Collected data:
-.-.-

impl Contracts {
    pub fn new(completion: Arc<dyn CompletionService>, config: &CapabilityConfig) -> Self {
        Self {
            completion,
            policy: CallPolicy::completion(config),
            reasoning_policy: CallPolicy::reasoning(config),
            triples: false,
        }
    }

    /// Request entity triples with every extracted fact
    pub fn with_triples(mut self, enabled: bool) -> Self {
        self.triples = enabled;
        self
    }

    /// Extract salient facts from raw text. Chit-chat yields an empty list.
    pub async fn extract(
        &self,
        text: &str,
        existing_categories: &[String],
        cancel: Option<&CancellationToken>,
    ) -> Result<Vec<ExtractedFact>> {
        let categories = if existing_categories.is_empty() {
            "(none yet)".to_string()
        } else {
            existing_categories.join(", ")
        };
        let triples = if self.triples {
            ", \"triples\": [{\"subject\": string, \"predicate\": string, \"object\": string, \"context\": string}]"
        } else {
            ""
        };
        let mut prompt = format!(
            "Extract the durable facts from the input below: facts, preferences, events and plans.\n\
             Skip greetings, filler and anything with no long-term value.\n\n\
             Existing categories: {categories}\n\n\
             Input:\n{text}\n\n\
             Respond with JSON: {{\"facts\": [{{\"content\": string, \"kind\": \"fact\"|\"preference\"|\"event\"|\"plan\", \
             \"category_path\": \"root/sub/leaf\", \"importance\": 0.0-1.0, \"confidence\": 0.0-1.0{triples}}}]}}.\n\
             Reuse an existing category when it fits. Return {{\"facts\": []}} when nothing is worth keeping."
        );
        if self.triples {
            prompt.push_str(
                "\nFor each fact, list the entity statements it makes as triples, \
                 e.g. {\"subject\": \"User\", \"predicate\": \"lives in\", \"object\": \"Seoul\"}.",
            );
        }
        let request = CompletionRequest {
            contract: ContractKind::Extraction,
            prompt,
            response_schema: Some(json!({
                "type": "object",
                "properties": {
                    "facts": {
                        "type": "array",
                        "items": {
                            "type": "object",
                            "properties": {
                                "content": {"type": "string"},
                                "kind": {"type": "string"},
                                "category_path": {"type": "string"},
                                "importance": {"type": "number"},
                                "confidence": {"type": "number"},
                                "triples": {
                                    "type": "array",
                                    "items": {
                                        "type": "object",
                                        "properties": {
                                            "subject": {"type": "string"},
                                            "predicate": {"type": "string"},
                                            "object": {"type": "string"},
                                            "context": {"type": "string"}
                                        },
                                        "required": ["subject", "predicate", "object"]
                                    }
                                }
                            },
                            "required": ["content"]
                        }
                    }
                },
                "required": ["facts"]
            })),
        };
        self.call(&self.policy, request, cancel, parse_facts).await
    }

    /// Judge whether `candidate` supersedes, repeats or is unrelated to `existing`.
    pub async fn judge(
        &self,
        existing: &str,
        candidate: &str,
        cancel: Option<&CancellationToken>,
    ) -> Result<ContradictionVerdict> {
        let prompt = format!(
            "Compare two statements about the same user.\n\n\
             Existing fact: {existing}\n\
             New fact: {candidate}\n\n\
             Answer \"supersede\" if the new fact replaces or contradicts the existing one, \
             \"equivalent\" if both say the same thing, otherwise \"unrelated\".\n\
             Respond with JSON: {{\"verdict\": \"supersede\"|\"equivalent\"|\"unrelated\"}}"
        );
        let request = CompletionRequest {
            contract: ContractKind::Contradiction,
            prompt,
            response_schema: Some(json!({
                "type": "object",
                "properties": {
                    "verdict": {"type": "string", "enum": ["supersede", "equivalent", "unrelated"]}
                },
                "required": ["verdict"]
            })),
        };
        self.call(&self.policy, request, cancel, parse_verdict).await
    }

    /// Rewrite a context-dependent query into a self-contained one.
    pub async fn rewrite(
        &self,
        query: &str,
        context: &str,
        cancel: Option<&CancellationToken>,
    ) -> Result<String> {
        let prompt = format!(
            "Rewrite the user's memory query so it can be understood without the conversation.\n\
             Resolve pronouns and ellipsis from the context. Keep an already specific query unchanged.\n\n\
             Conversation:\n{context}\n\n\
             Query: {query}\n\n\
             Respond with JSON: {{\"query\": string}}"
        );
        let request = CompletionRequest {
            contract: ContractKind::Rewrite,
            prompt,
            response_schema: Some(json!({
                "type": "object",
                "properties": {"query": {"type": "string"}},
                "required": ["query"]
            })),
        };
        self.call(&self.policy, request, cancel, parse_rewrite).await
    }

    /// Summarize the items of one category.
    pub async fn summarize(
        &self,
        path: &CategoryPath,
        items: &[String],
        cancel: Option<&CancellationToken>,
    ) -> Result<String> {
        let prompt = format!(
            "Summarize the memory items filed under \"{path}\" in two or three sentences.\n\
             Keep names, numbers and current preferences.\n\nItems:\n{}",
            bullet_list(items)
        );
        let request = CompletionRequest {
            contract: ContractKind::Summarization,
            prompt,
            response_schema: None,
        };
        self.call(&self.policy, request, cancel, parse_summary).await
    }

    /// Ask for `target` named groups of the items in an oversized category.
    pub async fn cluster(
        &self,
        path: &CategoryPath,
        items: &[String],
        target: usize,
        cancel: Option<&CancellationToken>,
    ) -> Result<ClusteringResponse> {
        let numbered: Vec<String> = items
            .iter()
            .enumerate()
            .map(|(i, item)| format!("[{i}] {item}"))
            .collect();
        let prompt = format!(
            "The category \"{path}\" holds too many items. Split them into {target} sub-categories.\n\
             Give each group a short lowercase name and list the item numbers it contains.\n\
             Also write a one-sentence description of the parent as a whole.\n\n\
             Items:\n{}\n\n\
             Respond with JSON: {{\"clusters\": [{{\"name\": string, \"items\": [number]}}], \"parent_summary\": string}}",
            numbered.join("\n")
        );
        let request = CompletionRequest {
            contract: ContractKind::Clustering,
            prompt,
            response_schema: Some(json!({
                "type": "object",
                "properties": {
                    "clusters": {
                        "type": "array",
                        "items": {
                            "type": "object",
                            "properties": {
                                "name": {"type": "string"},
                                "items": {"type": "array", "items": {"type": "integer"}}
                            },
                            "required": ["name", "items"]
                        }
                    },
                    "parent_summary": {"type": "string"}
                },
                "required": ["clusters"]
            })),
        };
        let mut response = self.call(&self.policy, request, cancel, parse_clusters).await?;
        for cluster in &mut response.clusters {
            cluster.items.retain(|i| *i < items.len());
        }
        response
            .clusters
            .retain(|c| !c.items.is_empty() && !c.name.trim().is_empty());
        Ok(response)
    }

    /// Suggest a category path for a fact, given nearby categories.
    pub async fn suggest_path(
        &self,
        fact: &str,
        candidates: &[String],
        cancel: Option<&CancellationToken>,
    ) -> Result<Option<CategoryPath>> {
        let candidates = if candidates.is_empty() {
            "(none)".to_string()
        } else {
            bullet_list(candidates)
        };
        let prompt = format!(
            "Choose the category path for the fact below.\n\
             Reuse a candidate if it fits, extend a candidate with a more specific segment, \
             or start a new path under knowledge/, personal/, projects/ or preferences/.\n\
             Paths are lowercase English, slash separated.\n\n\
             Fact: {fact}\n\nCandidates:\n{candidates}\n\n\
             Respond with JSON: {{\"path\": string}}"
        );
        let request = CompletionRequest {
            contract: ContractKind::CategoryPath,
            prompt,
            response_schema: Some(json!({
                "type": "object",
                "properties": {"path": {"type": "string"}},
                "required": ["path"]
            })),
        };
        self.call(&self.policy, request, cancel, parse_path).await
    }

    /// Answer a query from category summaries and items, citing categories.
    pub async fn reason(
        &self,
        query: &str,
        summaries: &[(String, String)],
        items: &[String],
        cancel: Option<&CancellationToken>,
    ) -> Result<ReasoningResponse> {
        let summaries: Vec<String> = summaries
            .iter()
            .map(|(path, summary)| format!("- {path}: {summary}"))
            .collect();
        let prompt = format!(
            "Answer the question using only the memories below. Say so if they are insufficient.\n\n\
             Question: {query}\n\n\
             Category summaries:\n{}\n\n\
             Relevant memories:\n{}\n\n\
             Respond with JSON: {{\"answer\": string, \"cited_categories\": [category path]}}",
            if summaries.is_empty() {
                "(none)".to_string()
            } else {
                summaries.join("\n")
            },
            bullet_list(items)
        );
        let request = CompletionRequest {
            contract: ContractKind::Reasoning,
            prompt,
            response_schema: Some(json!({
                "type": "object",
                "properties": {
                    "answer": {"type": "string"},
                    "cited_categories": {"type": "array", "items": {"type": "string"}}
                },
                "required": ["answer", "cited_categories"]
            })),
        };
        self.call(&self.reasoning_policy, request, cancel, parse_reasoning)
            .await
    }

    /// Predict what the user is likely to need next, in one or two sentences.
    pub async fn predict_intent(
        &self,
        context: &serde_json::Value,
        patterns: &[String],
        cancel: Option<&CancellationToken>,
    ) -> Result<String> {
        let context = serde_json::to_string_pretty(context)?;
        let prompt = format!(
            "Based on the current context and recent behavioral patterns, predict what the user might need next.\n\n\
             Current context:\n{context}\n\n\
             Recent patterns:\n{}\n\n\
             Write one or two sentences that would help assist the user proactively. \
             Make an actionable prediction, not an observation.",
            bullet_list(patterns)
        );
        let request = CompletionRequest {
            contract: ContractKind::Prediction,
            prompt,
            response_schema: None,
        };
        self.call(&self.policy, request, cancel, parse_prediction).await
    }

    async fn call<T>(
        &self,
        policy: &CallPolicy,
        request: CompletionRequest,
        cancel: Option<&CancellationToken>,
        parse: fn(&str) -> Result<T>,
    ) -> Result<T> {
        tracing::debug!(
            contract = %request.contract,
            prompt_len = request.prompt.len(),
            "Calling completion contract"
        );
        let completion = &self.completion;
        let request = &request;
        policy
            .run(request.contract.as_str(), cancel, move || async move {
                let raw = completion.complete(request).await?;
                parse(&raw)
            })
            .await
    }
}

-.-.-

▸ Action item
Reproduce every line from the entries that holds the word "async".

▸ Answer for the task
    pub async fn extract(
    pub async fn judge(
    pub async fn rewrite(
    pub async fn summarize(
    pub async fn cluster(
    pub async fn suggest_path(
    pub async fn reason(
    pub async fn predict_intent(
    async fn call<T>(
            .run(request.contract.as_str(), cancel, move || async move {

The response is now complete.